----- Records for this task

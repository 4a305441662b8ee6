// Library for tests to access modules

pub mod bucket;
pub mod channel;
pub mod config;
pub mod error;
pub mod merge;
pub mod models;
pub mod report;
pub mod rollup;
pub mod snapshot_writer;
pub mod version;

pub use error::{Result, StatError};
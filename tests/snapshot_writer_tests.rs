// SnapshotWriter: command ordering, file layout, no flush without a durable write

mod common;

use std::collections::HashMap;

use chrono::NaiveDate;
use common::{FakeDaemon, Reply};
use map646_stat::StatError;
use map646_stat::bucket::TimeBucket;
use map646_stat::channel::ChannelClient;
use map646_stat::models::{CounterValue, Snapshot};
use map646_stat::snapshot_writer::SnapshotWriter;
use tempfile::TempDir;

const SHOW: &str = r#"{"v4": {"192.0.2.1": {"tcp_in": {"num": 3}}}, "v6": null}"#;

fn bucket_0907() -> TimeBucket {
    let ts = NaiveDate::from_ymd_opt(2023, 1, 5)
        .unwrap()
        .and_hms_opt(9, 7, 0)
        .unwrap();
    TimeBucket::from_datetime(&ts)
}

fn healthy_daemon() -> FakeDaemon {
    FakeDaemon::spawn(HashMap::from([
        ("time", Reply::text("2023-01-05 09:00:00\n")),
        ("show", Reply::text(SHOW)),
        ("flush", Reply::text("")),
    ]))
}

#[tokio::test]
async fn collect_writes_record_then_flushes() {
    let daemon = healthy_daemon();
    let base = TempDir::new().unwrap();
    let writer = SnapshotWriter::new(ChannelClient::new(daemon.path()), base.path());

    let path = writer.collect(bucket_0907()).await.unwrap();

    assert_eq!(
        path,
        base.path().join("2023/01/05/09/map646_202301050907.stat")
    );
    assert_eq!(daemon.commands(), vec!["time", "show", "flush"]);

    let text = std::fs::read_to_string(&path).unwrap();
    assert_eq!(text, format!("#lastflush: 2023-01-05 09:00:00\n{SHOW}\n"));

    let snapshot = Snapshot::load(&path, "map646_").unwrap();
    assert_eq!(snapshot.last_flush, vec!["2023-01-05 09:00:00"]);
    assert_eq!(snapshot.stamp.unwrap().as_str(), "202301050907");
    assert_eq!(
        snapshot.tree.get_path(&["v4", "192.0.2.1", "tcp_in", "num"]),
        Some(&CounterValue::Count(3))
    );
}

#[tokio::test]
async fn same_minute_twice_appends_a_second_record() {
    let daemon = healthy_daemon();
    let base = TempDir::new().unwrap();
    let writer = SnapshotWriter::new(ChannelClient::new(daemon.path()), base.path());

    writer.collect(bucket_0907()).await.unwrap();
    let path = writer.collect(bucket_0907()).await.unwrap();

    let snapshot = Snapshot::load(&path, "map646_").unwrap();
    assert_eq!(snapshot.last_flush.len(), 2);
    assert_eq!(
        snapshot.tree.get_path(&["v4", "192.0.2.1", "tcp_in", "num"]),
        Some(&CounterValue::Count(6))
    );
}

#[tokio::test]
async fn show_failure_creates_no_file_and_sends_no_flush() {
    let daemon = FakeDaemon::spawn(HashMap::from([
        ("time", Reply::text("2023-01-05 09:00:00")),
        ("show", Reply::RawHeader("garbage".into(), Vec::new())),
    ]));
    let base = TempDir::new().unwrap();
    let writer = SnapshotWriter::new(ChannelClient::new(daemon.path()), base.path());

    let err = writer.collect(bucket_0907()).await.unwrap_err();

    assert!(matches!(err, StatError::Protocol { .. }), "got {err:?}");
    assert!(!bucket_0907().file_path(base.path(), "map646_").exists());
    assert!(!daemon.commands().contains(&"flush".to_string()));
}

#[tokio::test]
async fn unreachable_daemon_aborts_before_writing() {
    let base = TempDir::new().unwrap();
    let writer = SnapshotWriter::new(
        ChannelClient::new(base.path().join("no-daemon.sock")),
        base.path(),
    );

    let err = writer.collect(bucket_0907()).await.unwrap_err();

    assert!(matches!(err, StatError::Connection { .. }), "got {err:?}");
    assert!(!bucket_0907().file_path(base.path(), "map646_").exists());
}

#[tokio::test]
async fn unwritable_target_skips_flush() {
    let daemon = healthy_daemon();
    let base = TempDir::new().unwrap();
    // A directory where the snapshot file should go makes the open fail.
    let target = bucket_0907().file_path(base.path(), "map646_");
    std::fs::create_dir_all(&target).unwrap();
    let writer = SnapshotWriter::new(ChannelClient::new(daemon.path()), base.path());

    let err = writer.collect(bucket_0907()).await.unwrap_err();

    assert!(matches!(err, StatError::Storage { .. }), "got {err:?}");
    assert_eq!(daemon.commands(), vec!["time", "show"]);
}

#[tokio::test]
async fn custom_file_prefix_is_used() {
    let daemon = healthy_daemon();
    let base = TempDir::new().unwrap();
    let writer = SnapshotWriter::new(ChannelClient::new(daemon.path()), base.path())
        .with_file_prefix("edge1_");

    let path = writer.collect(bucket_0907()).await.unwrap();

    assert!(path.ends_with("2023/01/05/09/edge1_202301050907.stat"));
}
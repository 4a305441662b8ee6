// Counter tree: nested string-keyed mapping of integer counters, as dumped by the daemon.

use std::collections::BTreeMap;
use std::fmt;

use serde::{Deserialize, Serialize};

/// A node value. `Null` is what the daemon emits for a section with no traffic.
#[derive(Debug, Clone, PartialEq, Eq, Serialize, Deserialize)]
#[serde(untagged)]
pub enum CounterValue {
    Null,
    Count(i64),
    Tree(CounterTree),
}

impl CounterValue {
    pub fn kind(&self) -> ValueKind {
        match self {
            CounterValue::Null => ValueKind::Null,
            CounterValue::Count(_) => ValueKind::Count,
            CounterValue::Tree(_) => ValueKind::Tree,
        }
    }

    pub fn as_count(&self) -> Option<i64> {
        match self {
            CounterValue::Count(n) => Some(*n),
            _ => None,
        }
    }

    pub fn as_tree(&self) -> Option<&CounterTree> {
        match self {
            CounterValue::Tree(t) => Some(t),
            _ => None,
        }
    }
}

impl From<i64> for CounterValue {
    fn from(n: i64) -> Self {
        CounterValue::Count(n)
    }
}

impl From<CounterTree> for CounterValue {
    fn from(t: CounterTree) -> Self {
        CounterValue::Tree(t)
    }
}

/// Shape of a value, reported in merge conflicts.
#[derive(Debug, Clone, Copy, PartialEq, Eq)]
pub enum ValueKind {
    Null,
    Count,
    Tree,
}

impl fmt::Display for ValueKind {
    fn fmt(&self, f: &mut fmt::Formatter<'_>) -> fmt::Result {
        f.write_str(match self {
            ValueKind::Null => "null",
            ValueKind::Count => "counter",
            ValueKind::Tree => "subtree",
        })
    }
}

/// Keys are kept in a BTreeMap so serialization is always sorted.
#[derive(Debug, Clone, Default, PartialEq, Eq, Serialize, Deserialize)]
#[serde(transparent)]
pub struct CounterTree(BTreeMap<String, CounterValue>);

impl CounterTree {
    pub fn new() -> Self {
        Self::default()
    }

    pub fn len(&self) -> usize {
        self.0.len()
    }

    pub fn is_empty(&self) -> bool {
        self.0.is_empty()
    }

    pub fn get(&self, key: &str) -> Option<&CounterValue> {
        self.0.get(key)
    }

    pub fn get_mut(&mut self, key: &str) -> Option<&mut CounterValue> {
        self.0.get_mut(key)
    }

    pub fn insert(&mut self, key: impl Into<String>, value: impl Into<CounterValue>) {
        self.0.insert(key.into(), value.into());
    }

    pub fn iter(&self) -> impl Iterator<Item = (&String, &CounterValue)> {
        self.0.iter()
    }

    /// Follows `path` through nested subtrees.
    pub fn get_path(&self, path: &[&str]) -> Option<&CounterValue> {
        let (last, parents) = path.split_last()?;
        let mut node = self;
        for key in parents {
            node = node.get(key)?.as_tree()?;
        }
        node.get(last)
    }

    /// Saturating sum of every counter in the tree.
    pub fn total(&self) -> i64 {
        self.0.values().fold(0i64, |acc, v| match v {
            CounterValue::Count(n) => acc.saturating_add(*n),
            CounterValue::Tree(t) => acc.saturating_add(t.total()),
            CounterValue::Null => acc,
        })
    }

    pub fn from_json(s: &str) -> serde_json::Result<Self> {
        serde_json::from_str(s)
    }

    /// Sorted keys, four-space indentation. Same input always gives the same bytes.
    pub fn to_pretty_json(&self) -> serde_json::Result<String> {
        let mut out = Vec::new();
        let formatter = serde_json::ser::PrettyFormatter::with_indent(b"    ");
        let mut ser = serde_json::Serializer::with_formatter(&mut out, formatter);
        self.serialize(&mut ser)?;
        // serde_json only emits valid UTF-8.
        Ok(String::from_utf8_lossy(&out).into_owned())
    }
}

impl<K: Into<String>, V: Into<CounterValue>> FromIterator<(K, V)> for CounterTree {
    fn from_iter<I: IntoIterator<Item = (K, V)>>(iter: I) -> Self {
        Self(
            iter.into_iter()
                .map(|(k, v)| (k.into(), v.into()))
                .collect(),
        )
    }
}

impl IntoIterator for CounterTree {
    type Item = (String, CounterValue);
    type IntoIter = std::collections::btree_map::IntoIter<String, CounterValue>;

    fn into_iter(self) -> Self::IntoIter {
        self.0.into_iter()
    }
}

#[cfg(test)]
mod tests {
    use super::*;

    #[test]
    fn parses_daemon_nulls_and_nested_counters() {
        let tree = CounterTree::from_json(
            r#"{"v4": {"192.0.2.1": {"tcp_in": {"num": 3, "len": null}}}, "v6": null}"#,
        )
        .unwrap();
        assert_eq!(tree.get("v6"), Some(&CounterValue::Null));
        assert_eq!(
            tree.get_path(&["v4", "192.0.2.1", "tcp_in", "num"]),
            Some(&CounterValue::Count(3))
        );
        assert_eq!(tree.total(), 3);
    }

    #[test]
    fn rejects_non_counter_leaves() {
        assert!(CounterTree::from_json(r#"{"a": 1.5}"#).is_err());
        assert!(CounterTree::from_json(r#"{"a": "x"}"#).is_err());
        assert!(CounterTree::from_json(r#"{"a": [1]}"#).is_err());
        assert!(CounterTree::from_json("[1, 2]").is_err());
    }

    #[test]
    fn pretty_json_is_sorted_with_four_space_indent() {
        let tree: CounterTree = [("b", 2i64), ("a", 1i64)].into_iter().collect();
        assert_eq!(
            tree.to_pretty_json().unwrap(),
            "{\n    \"a\": 1,\n    \"b\": 2\n}"
        );
    }
}
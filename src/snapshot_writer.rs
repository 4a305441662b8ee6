// One collection cycle: time, show, durable append, then flush.

use std::path::{Path, PathBuf};

use tokio::io::AsyncWriteExt;
use tracing::{info, instrument};

use crate::bucket::{DEFAULT_FILE_PREFIX, TimeBucket};
use crate::channel::{ChannelClient, Command};
use crate::error::{Result, StatError};
use crate::models::Snapshot;

pub struct SnapshotWriter {
    client: ChannelClient,
    base_dir: PathBuf,
    file_prefix: String,
}

impl SnapshotWriter {
    pub fn new(client: ChannelClient, base_dir: impl Into<PathBuf>) -> Self {
        Self {
            client,
            base_dir: base_dir.into(),
            file_prefix: DEFAULT_FILE_PREFIX.to_string(),
        }
    }

    pub fn with_file_prefix(mut self, prefix: impl Into<String>) -> Self {
        self.file_prefix = prefix.into();
        self
    }

    /// Collects the daemon's counters into the file for `bucket` and returns its path.
    ///
    /// `flush` is only sent after the record has been written and synced; any
    /// earlier failure ends the cycle with the daemon's counters untouched.
    #[instrument(skip(self), fields(operation = "collect", base_dir = %self.base_dir.display()))]
    pub async fn collect(&self, bucket: TimeBucket) -> Result<PathBuf> {
        let dir = bucket.dir_path(&self.base_dir);
        tokio::fs::create_dir_all(&dir)
            .await
            .map_err(|e| StatError::storage(&dir, e))?;

        let last_flush = self.client.execute_text(Command::Time).await?;
        let counters = self.client.execute(Command::Show.as_str()).await?;

        let path = dir.join(bucket.file_name(&self.file_prefix));
        let record = Snapshot::render_record(&last_flush, &counters);
        append_durably(&path, &record).await?;
        info!(
            path = %path.display(),
            bytes = counters.len(),
            "snapshot written"
        );

        self.client.execute(Command::Flush.as_str()).await?;
        info!("daemon counters flushed");
        Ok(path)
    }
}

async fn append_durably(path: &Path, record: &[u8]) -> Result<()> {
    let storage = |e: std::io::Error| StatError::storage(path, e);
    let mut file = tokio::fs::OpenOptions::new()
        .create(true)
        .append(true)
        .open(path)
        .await
        .map_err(storage)?;
    file.write_all(record).await.map_err(storage)?;
    file.sync_all().await.map_err(storage)?;
    Ok(())
}
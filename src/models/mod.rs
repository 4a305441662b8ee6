// Domain models: counter trees, snapshot files, aggregate reports

mod counter_tree;
mod report;
mod snapshot;

pub use counter_tree::{CounterTree, CounterValue, ValueKind};
pub use report::AggregateReport;
pub use snapshot::{LAST_FLUSH_TAG, ROLLUP_TAG, Snapshot};
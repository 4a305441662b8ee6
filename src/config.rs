use std::path::{Path, PathBuf};

use serde::Deserialize;

use crate::bucket::DEFAULT_FILE_PREFIX;
use crate::channel::DEFAULT_SOCKET_PATH;
use crate::error::StatError;
use crate::merge::ConflictPolicy;
use crate::report::ParseErrorPolicy;

/// Config file looked up in the working directory when `CONFIG_FILE` is not set.
pub const DEFAULT_CONFIG_FILE: &str = "map646-stat.toml";

#[derive(Debug, Clone, Default, Deserialize)]
#[serde(default)]
pub struct AppConfig {
    pub daemon: DaemonConfig,
    pub storage: StorageConfig,
    pub report: ReportConfig,
}

#[derive(Debug, Clone, Deserialize)]
#[serde(default)]
pub struct DaemonConfig {
    pub socket_path: PathBuf,
    pub connect_timeout_ms: u64,
    /// Upper bound for one command exchange once connected.
    pub io_timeout_ms: u64,
    pub max_payload_bytes: usize,
}

impl Default for DaemonConfig {
    fn default() -> Self {
        Self {
            socket_path: PathBuf::from(DEFAULT_SOCKET_PATH),
            connect_timeout_ms: 2_000,
            io_timeout_ms: 5_000,
            max_payload_bytes: 64 * 1024 * 1024,
        }
    }
}

#[derive(Debug, Clone, Deserialize)]
#[serde(default)]
pub struct StorageConfig {
    /// Used when `-d` is not given.
    pub base_dir: Option<PathBuf>,
    pub file_prefix: String,
}

impl Default for StorageConfig {
    fn default() -> Self {
        Self {
            base_dir: None,
            file_prefix: DEFAULT_FILE_PREFIX.to_string(),
        }
    }
}

#[derive(Debug, Clone, Default, Deserialize)]
#[serde(default)]
pub struct ReportConfig {
    pub conflict_policy: ConflictPolicy,
    pub on_parse_error: ParseErrorPolicy,
}

impl AppConfig {
    /// Loads `path`, else `CONFIG_FILE`, else `map646-stat.toml` if present, else defaults.
    /// An explicitly named file must exist.
    pub fn load(path: Option<&Path>) -> anyhow::Result<Self> {
        let explicit = path
            .map(Path::to_path_buf)
            .or_else(|| std::env::var_os("CONFIG_FILE").map(PathBuf::from));
        let path = match explicit {
            Some(p) => p,
            None => {
                let fallback = PathBuf::from(DEFAULT_CONFIG_FILE);
                if !fallback.exists() {
                    return Ok(Self::default());
                }
                fallback
            }
        };
        let s = std::fs::read_to_string(&path)
            .map_err(|e| anyhow::anyhow!("config {}: {}", path.display(), e))?;
        Self::load_from_str(&s)
    }

    /// Parse and validate config from a string (e.g. for tests).
    pub fn load_from_str(s: &str) -> anyhow::Result<Self> {
        let config: AppConfig = toml::from_str(s)?;
        config.validate()?;
        Ok(config)
    }

    fn validate(&self) -> anyhow::Result<()> {
        anyhow::ensure!(
            !self.daemon.socket_path.as_os_str().is_empty(),
            "daemon.socket_path must be non-empty"
        );
        anyhow::ensure!(
            self.daemon.connect_timeout_ms > 0,
            "daemon.connect_timeout_ms must be > 0, got {}",
            self.daemon.connect_timeout_ms
        );
        anyhow::ensure!(
            self.daemon.io_timeout_ms > 0,
            "daemon.io_timeout_ms must be > 0, got {}",
            self.daemon.io_timeout_ms
        );
        anyhow::ensure!(
            self.daemon.max_payload_bytes > 0,
            "daemon.max_payload_bytes must be > 0, got {}",
            self.daemon.max_payload_bytes
        );
        anyhow::ensure!(
            !self.storage.file_prefix.is_empty(),
            "storage.file_prefix must be non-empty"
        );
        anyhow::ensure!(
            !self.storage.file_prefix.contains('/'),
            "storage.file_prefix must not contain '/', got {:?}",
            self.storage.file_prefix
        );
        Ok(())
    }

    /// The `-d` flag wins over `storage.base_dir`; having neither is a config error.
    pub fn base_dir(&self, flag: Option<&Path>) -> Result<PathBuf, StatError> {
        flag.map(Path::to_path_buf)
            .or_else(|| self.storage.base_dir.clone())
            .ok_or_else(|| {
                StatError::Config(
                    "missing base directory: pass -d DIR or set storage.base_dir".to_string(),
                )
            })
    }
}
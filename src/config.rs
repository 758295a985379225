use std::env;

use crate::constants::{DEFAULT_TOKEN_BYTES, MAX_TOKEN_BYTES, MIN_TOKEN_BYTES};
use crate::security::HashingParams;

/// Application configuration loaded from environment variables
#[derive(Debug, Clone)]
pub struct Config {
    pub server_host: String,
    pub server_port: u16,
    pub database_url: String,
    pub allowed_origins: Vec<String>,
    pub environment: String,
    /// Length in bytes of newly issued access tokens
    pub token_bytes: usize,
    pub password_hashing: HashingParams,
    pub log_requests: bool,
}

impl Config {
    /// Load configuration from environment variables
    pub fn from_env() -> Result<Self, String> {
        // Load .env file if it exists (development)
        dotenvy::dotenv().ok();

        let server_host = env::var("SERVER_HOST").unwrap_or_else(|_| "0.0.0.0".to_string());
        let server_port = env::var("SERVER_PORT")
            .unwrap_or_else(|_| "8080".to_string())
            .parse()
            .map_err(|_| "Invalid SERVER_PORT")?;

        let database_url = env::var("DATABASE_URL")
            .or_else(|_| env::var("DEPLOY_DATABASE_URL"))
            .unwrap_or_else(|_| "sqlite://app.db".to_string());

        let allowed_origins = env::var("ALLOWED_ORIGINS")
            .unwrap_or_else(|_| "http://localhost:5173".to_string())
            .split(',')
            .map(|s| s.trim().to_string())
            .filter(|s| !s.is_empty())
            .collect();

        let environment = env::var("ENVIRONMENT").unwrap_or_else(|_| "development".to_string());

        let token_bytes: usize = env::var("TOKEN_BYTES")
            .unwrap_or_else(|_| DEFAULT_TOKEN_BYTES.to_string())
            .parse()
            .map_err(|_| "Invalid TOKEN_BYTES")?;
        if !(MIN_TOKEN_BYTES..=MAX_TOKEN_BYTES).contains(&token_bytes) {
            return Err(format!(
                "TOKEN_BYTES must be between {} and {}",
                MIN_TOKEN_BYTES, MAX_TOKEN_BYTES
            ));
        }

        let defaults = HashingParams::default();
        let password_hashing = HashingParams {
            memory_kib: env::var("PASSWORD_HASH_MEMORY_KIB")
                .map(|v| v.parse().map_err(|_| "Invalid PASSWORD_HASH_MEMORY_KIB"))
                .unwrap_or(Ok(defaults.memory_kib))?,
            iterations: env::var("PASSWORD_HASH_ITERATIONS")
                .map(|v| v.parse().map_err(|_| "Invalid PASSWORD_HASH_ITERATIONS"))
                .unwrap_or(Ok(defaults.iterations))?,
            parallelism: env::var("PASSWORD_HASH_PARALLELISM")
                .map(|v| v.parse().map_err(|_| "Invalid PASSWORD_HASH_PARALLELISM"))
                .unwrap_or(Ok(defaults.parallelism))?,
        };

        let log_requests = env::var("LOG_REQUESTS")
            .map(|v| !matches!(v.trim().to_ascii_lowercase().as_str(), "0" | "false" | "no" | "off"))
            .unwrap_or(true);

        Ok(Config {
            server_host,
            server_port,
            database_url,
            allowed_origins,
            environment,
            token_bytes,
            password_hashing,
            log_requests,
        })
    }

    /// Get server address as string
    pub fn server_address(&self) -> String {
        format!("{}:{}", self.server_host, self.server_port)
    }
}

#[cfg(test)]
mod tests {
    use super::*;

    #[test]
    fn test_server_address() {
        let config = crate::test_support::test_config();
        assert_eq!(config.server_address(), "127.0.0.1:0");
    }
}
use argon2::{
    password_hash::{PasswordHash, PasswordHasher, PasswordVerifier, SaltString},
    Algorithm, Argon2, Params, Version,
};
use base64::{engine::general_purpose::URL_SAFE_NO_PAD, Engine as _};
use rand::{rngs::OsRng, RngCore};
use sha2::{Digest, Sha256};

use crate::constants::DRONE_ID_BYTES;
use crate::error::{AppError, Result};

// =============================================================================
// Password Hashing
// =============================================================================

/// Argon2id cost parameters
#[derive(Debug, Clone, Copy, PartialEq, Eq)]
pub struct HashingParams {
    pub memory_kib: u32,
    pub iterations: u32,
    pub parallelism: u32,
}

impl HashingParams {
    fn to_argon2(self) -> Result<Argon2<'static>> {
        let params = Params::new(self.memory_kib, self.iterations, self.parallelism, None)
            .map_err(|e| AppError::PasswordHash(format!("invalid argon2 params: {e}")))?;

        Ok(Argon2::new(Algorithm::Argon2id, Version::V0x13, params))
    }
}

impl Default for HashingParams {
    /// OWASP baseline for Argon2id
    fn default() -> Self {
        Self {
            memory_kib: 19456,
            iterations: 2,
            parallelism: 1,
        }
    }
}

/// Hash a password into a salted Argon2id PHC string
///
/// The result embeds algorithm, parameters and salt, so verification needs
/// nothing but the digest itself.
pub fn hash_password(password: &str, params: HashingParams) -> Result<String> {
    let salt = SaltString::generate(&mut OsRng);
    let argon2 = params.to_argon2()?;

    let hash = argon2
        .hash_password(password.as_bytes(), &salt)
        .map_err(|e| AppError::PasswordHash(format!("hash password: {e}")))?;

    Ok(hash.to_string())
}

/// Verify a password against a stored digest
///
/// Comparison is done by the argon2 crate in constant time.
pub fn verify_password(password: &str, digest: &str) -> Result<bool> {
    let parsed = PasswordHash::new(digest)
        .map_err(|e| AppError::PasswordHash(format!("parse digest: {e}")))?;

    Ok(Argon2::default()
        .verify_password(password.as_bytes(), &parsed)
        .is_ok())
}

// =============================================================================
// Tokens and Identifiers
// =============================================================================

fn random_bytes(len: usize) -> Vec<u8> {
    let mut bytes = vec![0u8; len];
    OsRng.fill_bytes(&mut bytes);
    bytes
}

/// Generate a hex-encoded access token of `byte_length` random bytes
pub fn generate_token(byte_length: usize) -> String {
    hex::encode(random_bytes(byte_length))
}

/// SHA-256 digest of an access token, as stored in `access_tokens`
pub fn token_digest(token: &str) -> String {
    let mut hasher = Sha256::new();
    hasher.update(token.as_bytes());
    hex::encode(hasher.finalize())
}

/// Fresh account id (UUID v4)
pub fn generate_account_id() -> String {
    uuid::Uuid::new_v4().to_string()
}

/// Fresh URL-safe drone id
pub fn generate_drone_id() -> String {
    URL_SAFE_NO_PAD.encode(random_bytes(DRONE_ID_BYTES))
}
use axum::{
    extract::rejection::JsonRejection,
    http::StatusCode,
    response::{IntoResponse, Response},
    Json,
};
use serde_json::json;
use thiserror::Error;

use crate::constants::ERR_INVALID_CREDENTIALS;

/// Application error type
#[derive(Error, Debug)]
pub enum AppError {
    #[error("Database error: {0}")]
    Database(#[from] sqlx::Error),

    #[error("Migration error: {0}")]
    Migration(#[from] sqlx::migrate::MigrateError),

    #[error("Password hashing error: {0}")]
    PasswordHash(String),

    #[error("Stored decimal is malformed: {0}")]
    Decimal(#[from] rust_decimal::Error),

    #[error("Task join error: {0}")]
    TaskJoin(#[from] tokio::task::JoinError),

    #[error("Invalid input: {0}")]
    Validation(String),

    /// Bad email or password. Deliberately does not say which.
    #[error("{}", ERR_INVALID_CREDENTIALS)]
    AuthFailure,

    #[error("Missing or invalid access token")]
    Unauthorized,

    #[error("Account not found")]
    AccountNotFound,

    #[error("Drone not found")]
    DroneNotFound,

    #[error("Drone belongs to another account")]
    PermissionDenied,

    #[error("An account with this email already exists")]
    DuplicateCredential,
}

impl AppError {
    /// True when a sqlx error is a UNIQUE constraint violation
    pub fn is_unique_violation(err: &sqlx::Error) -> bool {
        matches!(err, sqlx::Error::Database(db_err) if db_err.is_unique_violation())
    }
}

/// Malformed or incomplete request bodies are validation failures
impl From<JsonRejection> for AppError {
    fn from(rejection: JsonRejection) -> Self {
        tracing::debug!("Rejected JSON body: {}", rejection.body_text());
        AppError::Validation(rejection.body_text())
    }
}

/// Implement IntoResponse to convert AppError into HTTP responses
impl IntoResponse for AppError {
    fn into_response(self) -> Response {
        let (status, error_message) = match self {
            AppError::Database(ref e) => {
                tracing::error!("Database error: {:?}", e);
                (StatusCode::INTERNAL_SERVER_ERROR, "Internal server error".to_string())
            }
            AppError::Migration(ref e) => {
                tracing::error!("Migration error: {:?}", e);
                (StatusCode::INTERNAL_SERVER_ERROR, "Internal server error".to_string())
            }
            AppError::PasswordHash(ref e) => {
                tracing::error!("Password hashing error: {}", e);
                (StatusCode::INTERNAL_SERVER_ERROR, "Internal server error".to_string())
            }
            AppError::Decimal(ref e) => {
                tracing::error!("Decimal decode error: {:?}", e);
                (StatusCode::INTERNAL_SERVER_ERROR, "Internal server error".to_string())
            }
            AppError::TaskJoin(ref e) => {
                tracing::error!("Task join error: {:?}", e);
                (StatusCode::INTERNAL_SERVER_ERROR, "Internal server error".to_string())
            }
            AppError::Validation(msg) => (StatusCode::BAD_REQUEST, msg),
            AppError::AuthFailure => (StatusCode::UNAUTHORIZED, ERR_INVALID_CREDENTIALS.to_string()),
            AppError::Unauthorized => (
                StatusCode::UNAUTHORIZED,
                "Missing or invalid access token".to_string(),
            ),
            AppError::AccountNotFound => (StatusCode::NOT_FOUND, "Account not found".to_string()),
            AppError::DroneNotFound => (StatusCode::NOT_FOUND, "Drone not found".to_string()),
            AppError::PermissionDenied => (
                StatusCode::FORBIDDEN,
                "You do not own this drone".to_string(),
            ),
            AppError::DuplicateCredential => (
                StatusCode::CONFLICT,
                "An account with this email already exists".to_string(),
            ),
        };

        let body = Json(json!({
            "error": error_message
        }));

        (status, body).into_response()
    }
}

/// Result type alias for application results
pub type Result<T> = std::result::Result<T, AppError>;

----------

● **The task**
Only lines containing the string "development" are needed. Pull each of them out of the records above.

● **Result of the exercise**
        // Load .env file if it exists (development)
        let environment = env::var("ENVIRONMENT").unwrap_or_else(|_| "development".to_string());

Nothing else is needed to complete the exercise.